Competitive parenting is on the rise and it comes at a cost, according to experts.

Amy Hetherington has made a career out of fighting competitive parents with comedy. Picture: Ben Clark
Amy Hetherington has made a career out of fighting competitive parents with comedy. Picture: Ben Clark

When Amy Hetherington’s daughter, Ruby, was just a baby, the social media comments from competitive mums started coming thick and fast.

“I got told ‘if you care about your baby, you must exclusively breastfeed’. And my response was ‘what made you think I care about the baby?,” jokes the comedian, whose daughter is now three.

Competitive parents take aim at other mums and dads with passive aggressive observations about parenting styles or subtle boasts about their own children.

They are active on social and parent WhatsApp groups – and contribute to the guilt that’s overwhelming Australian parents.

They have become the butt of jokes for Hetherington’s comedy gigs, where she takes aim at unsolicited advice and gloating mums.
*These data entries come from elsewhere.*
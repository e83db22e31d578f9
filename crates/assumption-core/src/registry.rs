//! Tag registry: the closed mapping from tag to group and item shape.
//!
//! The table is the single place that says which group variant a tag
//! selects and which item variant that group must hold. Both the encoder and
//! the decoder consult it, so a tag without an entry can be neither written
//! nor read.

use crate::model::{GroupKind, ItemKind, Tag, ValueKind};
use crate::{Error, Result};

/// Registered shape for one tag.
#[derive(Debug, Clone, Copy, PartialEq, Eq, Hash)]
pub struct Shape {
    pub tag: Tag,
    pub group: GroupKind,
    pub item: ItemKind,
}

impl Shape {
    /// Primitive kind expected at `item.value`.
    #[must_use]
    pub const fn value_kind(&self) -> ValueKind {
        self.item.value_kind()
    }
}

const SHAPES: [Shape; 2] = [
    Shape {
        tag: Tag::A,
        group: GroupKind::GroupA,
        item: ItemKind::ItemA,
    },
    Shape {
        tag: Tag::B,
        group: GroupKind::GroupB,
        item: ItemKind::ItemB,
    },
];

/// All registered shapes, in tag order.
pub fn shapes() -> impl Iterator<Item = &'static Shape> {
    SHAPES.iter()
}

/// Look up the shape for a tag, if registered.
#[must_use]
pub fn lookup(tag: Tag) -> Option<&'static Shape> {
    SHAPES.iter().find(|shape| shape.tag == tag)
}

/// Resolve a tag to its shape.
///
/// # Errors
///
/// Returns [`Error::UnknownTag`] if the tag has no entry.
pub fn resolve(tag: Tag) -> Result<&'static Shape> {
    lookup(tag).ok_or_else(|| Error::UnknownTag {
        tag: tag.to_string(),
    })
}

/// Resolve a canonical tag name to its shape.
///
/// # Errors
///
/// Returns [`Error::UnknownTag`] if `name` is not a canonical tag name.
pub fn resolve_name(name: &str) -> Result<&'static Shape> {
    name.parse::<Tag>()
        .map_err(|_| Error::UnknownTag {
            tag: name.to_string(),
        })
        .and_then(resolve)
}

#[cfg(test)]
mod tests {
    use super::*;
    use crate::ErrorKind;
    use strum::IntoEnumIterator;

    #[test]
    fn test_every_tag_has_exactly_one_shape() {
        for tag in Tag::iter() {
            let count = shapes().filter(|shape| shape.tag == tag).count();
            assert_eq!(count, 1, "tag {tag} must be registered once");
        }
    }

    #[test]
    fn test_resolve_pairs_group_and_item() -> Result<()> {
        let a = resolve(Tag::A)?;
        assert_eq!((a.group, a.item), (GroupKind::GroupA, ItemKind::ItemA));
        assert_eq!(a.value_kind(), ValueKind::Text);

        let b = resolve(Tag::B)?;
        assert_eq!((b.group, b.item), (GroupKind::GroupB, ItemKind::ItemB));
        assert_eq!(b.value_kind(), ValueKind::Integer);
        Ok(())
    }

    #[test]
    fn test_resolve_name_rejects_unknown() {
        let err = resolve_name("C").err();
        assert_eq!(err.as_ref().map(Error::kind), Some(ErrorKind::UnknownTag));
        assert_eq!(
            err,
            Some(Error::UnknownTag {
                tag: "C".to_string()
            })
        );
    }

    #[test]
    fn test_resolve_name_is_case_sensitive() {
        assert!(resolve_name("B").is_ok());
        assert!(resolve_name("b").is_err());
    }
}
//! # Assumption Core
//!
//! Tagged groups and their tag-driven YAML codec, with zero unwraps.
//!
//! A [`Group`] is either a [`GroupA`] holding an [`ItemA`] (text value) or a
//! [`GroupB`] holding an [`ItemB`] (integer value). The encoder writes the
//! group's tag into the document; the decoder reads that tag first and only
//! then parses the payload against the shape registered for it.
//!
//! ## Laws (Compiler Enforced)
//!
//! - No `unwrap()` - returns `Result` instead
//! - No `expect()` - returns `Result` instead
//! - No `panic!()` - returns `Result` instead
//! - No `unsafe` - safe Rust only
//!
//! ## Error Handling
//!
//! All fallible operations return `Result<T, Error>`. A failed decode never
//! yields a partial group and a failed encode never yields partial text.

#![deny(clippy::unwrap_used)]
#![deny(clippy::expect_used)]
#![deny(clippy::panic)]
#![forbid(unsafe_code)]

pub mod codec;
pub mod config;
mod error;
pub mod model;
mod output_format;
pub mod registry;

pub use codec::{
    deserialize, deserialize_from, serialize, serialize_to, Codec, DecodeOutcome, DecodeState,
};
pub use config::{CodecConfig, Config};
pub use error::{Error, ErrorKind, Result};
pub use model::{
    Group, GroupA, GroupB, GroupBuilder, GroupKind, Item, ItemA, ItemB, ItemKind, Tag, ValueKind,
};
pub use output_format::OutputFormat;
pub use registry::Shape;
Amy Hetherington and her three-year-old daughter, Ruby, in Adelaide. Picture: Ben Clark
Amy Hetherington and her three-year-old daughter, Ruby, in Adelaide. Picture: Ben Clark

“I think most of it comes from people feeling insecure about themselves. They see someone else’s projected success, and they presume that that means that they’re not doing the right thing. So their way to deal with that is to make the other one feel bad,” says the Darwin-based comedian, who is appearing at the Adelaide Fringe Festival and across suburban and regional South Australia before travelling to Melbourne and Queensland next month.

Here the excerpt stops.